--- Given records Enclosed Below ---

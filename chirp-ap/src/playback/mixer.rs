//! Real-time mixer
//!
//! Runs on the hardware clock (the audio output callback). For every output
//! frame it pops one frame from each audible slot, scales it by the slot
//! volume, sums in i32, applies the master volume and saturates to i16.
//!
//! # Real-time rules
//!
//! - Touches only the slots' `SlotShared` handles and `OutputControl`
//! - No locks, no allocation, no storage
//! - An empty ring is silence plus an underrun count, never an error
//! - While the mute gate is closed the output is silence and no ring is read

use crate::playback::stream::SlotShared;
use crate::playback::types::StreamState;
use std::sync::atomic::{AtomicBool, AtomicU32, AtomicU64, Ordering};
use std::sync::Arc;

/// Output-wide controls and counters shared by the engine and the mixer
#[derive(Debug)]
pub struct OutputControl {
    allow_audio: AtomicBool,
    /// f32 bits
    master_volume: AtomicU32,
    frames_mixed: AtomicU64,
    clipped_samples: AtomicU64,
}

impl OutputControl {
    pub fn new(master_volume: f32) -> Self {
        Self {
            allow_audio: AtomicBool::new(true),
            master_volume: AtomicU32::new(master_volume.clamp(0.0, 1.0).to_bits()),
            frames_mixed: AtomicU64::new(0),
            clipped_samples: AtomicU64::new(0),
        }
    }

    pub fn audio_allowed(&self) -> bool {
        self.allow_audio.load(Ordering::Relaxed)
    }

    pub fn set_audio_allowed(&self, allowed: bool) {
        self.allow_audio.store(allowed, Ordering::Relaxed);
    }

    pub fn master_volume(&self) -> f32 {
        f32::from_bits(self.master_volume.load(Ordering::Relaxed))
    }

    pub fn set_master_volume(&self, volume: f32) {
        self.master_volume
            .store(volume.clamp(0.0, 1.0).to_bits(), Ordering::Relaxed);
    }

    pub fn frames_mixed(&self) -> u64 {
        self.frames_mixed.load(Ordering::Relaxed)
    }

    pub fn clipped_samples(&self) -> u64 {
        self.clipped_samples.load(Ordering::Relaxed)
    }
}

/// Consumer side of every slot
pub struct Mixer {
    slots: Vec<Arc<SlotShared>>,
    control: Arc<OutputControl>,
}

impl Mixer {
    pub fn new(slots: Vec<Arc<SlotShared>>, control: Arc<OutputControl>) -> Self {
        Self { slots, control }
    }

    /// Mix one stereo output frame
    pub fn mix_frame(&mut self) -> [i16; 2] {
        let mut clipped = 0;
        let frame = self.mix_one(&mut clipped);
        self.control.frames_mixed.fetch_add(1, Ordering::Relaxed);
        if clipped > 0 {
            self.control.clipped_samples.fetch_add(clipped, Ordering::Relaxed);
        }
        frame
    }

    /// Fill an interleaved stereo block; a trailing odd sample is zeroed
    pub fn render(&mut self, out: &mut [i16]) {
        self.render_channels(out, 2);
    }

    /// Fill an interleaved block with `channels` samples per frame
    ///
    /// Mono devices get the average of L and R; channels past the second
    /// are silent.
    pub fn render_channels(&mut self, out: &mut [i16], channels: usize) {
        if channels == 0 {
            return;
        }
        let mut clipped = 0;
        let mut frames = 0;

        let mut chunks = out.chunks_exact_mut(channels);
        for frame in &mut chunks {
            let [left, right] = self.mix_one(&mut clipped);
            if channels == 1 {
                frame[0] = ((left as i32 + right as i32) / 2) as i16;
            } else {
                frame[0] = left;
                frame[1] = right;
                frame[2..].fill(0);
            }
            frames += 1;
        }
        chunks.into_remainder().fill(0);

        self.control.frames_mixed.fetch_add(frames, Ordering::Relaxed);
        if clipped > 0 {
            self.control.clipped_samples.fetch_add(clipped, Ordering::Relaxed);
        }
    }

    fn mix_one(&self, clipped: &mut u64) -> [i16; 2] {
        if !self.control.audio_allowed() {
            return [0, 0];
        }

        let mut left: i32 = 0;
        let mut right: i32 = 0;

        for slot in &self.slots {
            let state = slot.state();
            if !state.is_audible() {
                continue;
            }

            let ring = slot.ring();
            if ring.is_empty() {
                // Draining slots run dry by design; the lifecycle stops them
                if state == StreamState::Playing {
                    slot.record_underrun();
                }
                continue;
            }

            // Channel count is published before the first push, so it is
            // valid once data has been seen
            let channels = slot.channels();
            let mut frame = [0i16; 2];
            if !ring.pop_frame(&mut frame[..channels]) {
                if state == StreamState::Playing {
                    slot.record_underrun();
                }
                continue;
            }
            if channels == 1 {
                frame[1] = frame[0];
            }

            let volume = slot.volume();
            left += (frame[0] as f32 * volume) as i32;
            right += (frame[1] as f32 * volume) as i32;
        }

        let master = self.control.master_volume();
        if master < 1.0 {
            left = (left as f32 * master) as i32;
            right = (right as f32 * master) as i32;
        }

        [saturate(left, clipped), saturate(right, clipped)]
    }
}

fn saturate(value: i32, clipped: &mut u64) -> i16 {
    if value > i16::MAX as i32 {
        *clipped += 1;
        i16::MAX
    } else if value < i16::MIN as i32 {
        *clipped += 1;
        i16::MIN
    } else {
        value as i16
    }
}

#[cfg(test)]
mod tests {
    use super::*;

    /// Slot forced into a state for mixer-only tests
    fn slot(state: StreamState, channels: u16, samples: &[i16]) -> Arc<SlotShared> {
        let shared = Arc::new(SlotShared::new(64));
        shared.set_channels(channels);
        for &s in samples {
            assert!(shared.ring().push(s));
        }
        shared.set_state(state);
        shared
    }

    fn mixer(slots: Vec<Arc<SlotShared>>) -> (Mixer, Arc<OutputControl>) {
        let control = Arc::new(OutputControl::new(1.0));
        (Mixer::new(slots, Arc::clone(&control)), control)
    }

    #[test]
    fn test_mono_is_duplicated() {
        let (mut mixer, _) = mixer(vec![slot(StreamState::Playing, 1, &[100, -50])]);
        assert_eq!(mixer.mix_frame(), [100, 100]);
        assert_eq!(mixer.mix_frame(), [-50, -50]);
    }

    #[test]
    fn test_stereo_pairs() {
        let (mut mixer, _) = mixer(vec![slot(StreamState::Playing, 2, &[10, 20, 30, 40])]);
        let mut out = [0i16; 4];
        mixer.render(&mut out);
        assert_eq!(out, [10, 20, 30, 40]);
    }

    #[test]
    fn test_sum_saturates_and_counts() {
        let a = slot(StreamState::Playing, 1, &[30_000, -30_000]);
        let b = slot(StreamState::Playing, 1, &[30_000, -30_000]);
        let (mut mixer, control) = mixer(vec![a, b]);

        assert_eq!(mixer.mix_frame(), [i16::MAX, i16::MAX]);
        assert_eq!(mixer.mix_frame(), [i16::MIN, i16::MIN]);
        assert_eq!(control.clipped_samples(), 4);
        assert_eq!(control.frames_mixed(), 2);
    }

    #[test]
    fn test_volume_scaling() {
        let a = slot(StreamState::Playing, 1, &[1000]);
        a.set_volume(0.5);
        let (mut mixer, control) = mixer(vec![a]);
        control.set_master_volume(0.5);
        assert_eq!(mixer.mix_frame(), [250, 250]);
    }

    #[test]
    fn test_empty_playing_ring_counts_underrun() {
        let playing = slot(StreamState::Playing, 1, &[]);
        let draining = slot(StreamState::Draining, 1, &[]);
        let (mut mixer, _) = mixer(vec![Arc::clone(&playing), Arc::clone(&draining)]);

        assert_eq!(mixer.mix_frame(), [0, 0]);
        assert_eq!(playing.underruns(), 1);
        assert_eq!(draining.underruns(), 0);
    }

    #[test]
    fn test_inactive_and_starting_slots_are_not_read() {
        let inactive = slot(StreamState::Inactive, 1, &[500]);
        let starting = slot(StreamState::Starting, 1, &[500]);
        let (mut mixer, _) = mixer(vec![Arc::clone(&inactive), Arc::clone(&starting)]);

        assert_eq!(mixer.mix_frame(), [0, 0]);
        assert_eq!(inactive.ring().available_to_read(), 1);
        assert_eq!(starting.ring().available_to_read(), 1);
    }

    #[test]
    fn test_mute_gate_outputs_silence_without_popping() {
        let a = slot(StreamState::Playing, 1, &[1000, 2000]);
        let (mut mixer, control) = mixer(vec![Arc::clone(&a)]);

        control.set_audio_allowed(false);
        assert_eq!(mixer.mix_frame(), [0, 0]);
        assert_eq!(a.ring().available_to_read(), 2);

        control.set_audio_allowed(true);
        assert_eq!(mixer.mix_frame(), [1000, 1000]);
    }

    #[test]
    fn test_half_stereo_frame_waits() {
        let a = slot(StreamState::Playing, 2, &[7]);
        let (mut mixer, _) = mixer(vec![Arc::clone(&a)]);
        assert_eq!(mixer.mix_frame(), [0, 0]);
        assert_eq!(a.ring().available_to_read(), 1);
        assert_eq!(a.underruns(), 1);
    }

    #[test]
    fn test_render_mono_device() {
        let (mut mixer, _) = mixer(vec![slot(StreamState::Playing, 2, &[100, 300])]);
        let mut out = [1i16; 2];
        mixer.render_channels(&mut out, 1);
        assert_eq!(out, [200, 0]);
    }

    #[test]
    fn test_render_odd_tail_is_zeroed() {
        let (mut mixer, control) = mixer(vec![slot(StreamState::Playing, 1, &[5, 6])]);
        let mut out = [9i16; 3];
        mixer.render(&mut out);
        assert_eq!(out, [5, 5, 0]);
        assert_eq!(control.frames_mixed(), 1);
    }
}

--- End of Enclosed Given records ---

## Exercise goal
Could you return exactly the lines above from the line with "shared.set_channels(channels);" to the line with "let mut out = [0i16; 4];", both included, and nothing else?

## Your response
        shared.set_channels(channels);
        for &s in samples {
            assert!(shared.ring().push(s));
        }
        shared.set_state(state);
        shared
    }

    fn mixer(slots: Vec<Arc<SlotShared>>) -> (Mixer, Arc<OutputControl>) {
        let control = Arc::new(OutputControl::new(1.0));
        (Mixer::new(slots, Arc::clone(&control)), control)
    }

    #[test]
    fn test_mono_is_duplicated() {
        let (mut mixer, _) = mixer(vec![slot(StreamState::Playing, 1, &[100, -50])]);
        assert_eq!(mixer.mix_frame(), [100, 100]);
        assert_eq!(mixer.mix_frame(), [-50, -50]);
    }

    #[test]
    fn test_stereo_pairs() {
        let (mut mixer, _) = mixer(vec![slot(StreamState::Playing, 2, &[10, 20, 30, 40])]);
        let mut out = [0i16; 4];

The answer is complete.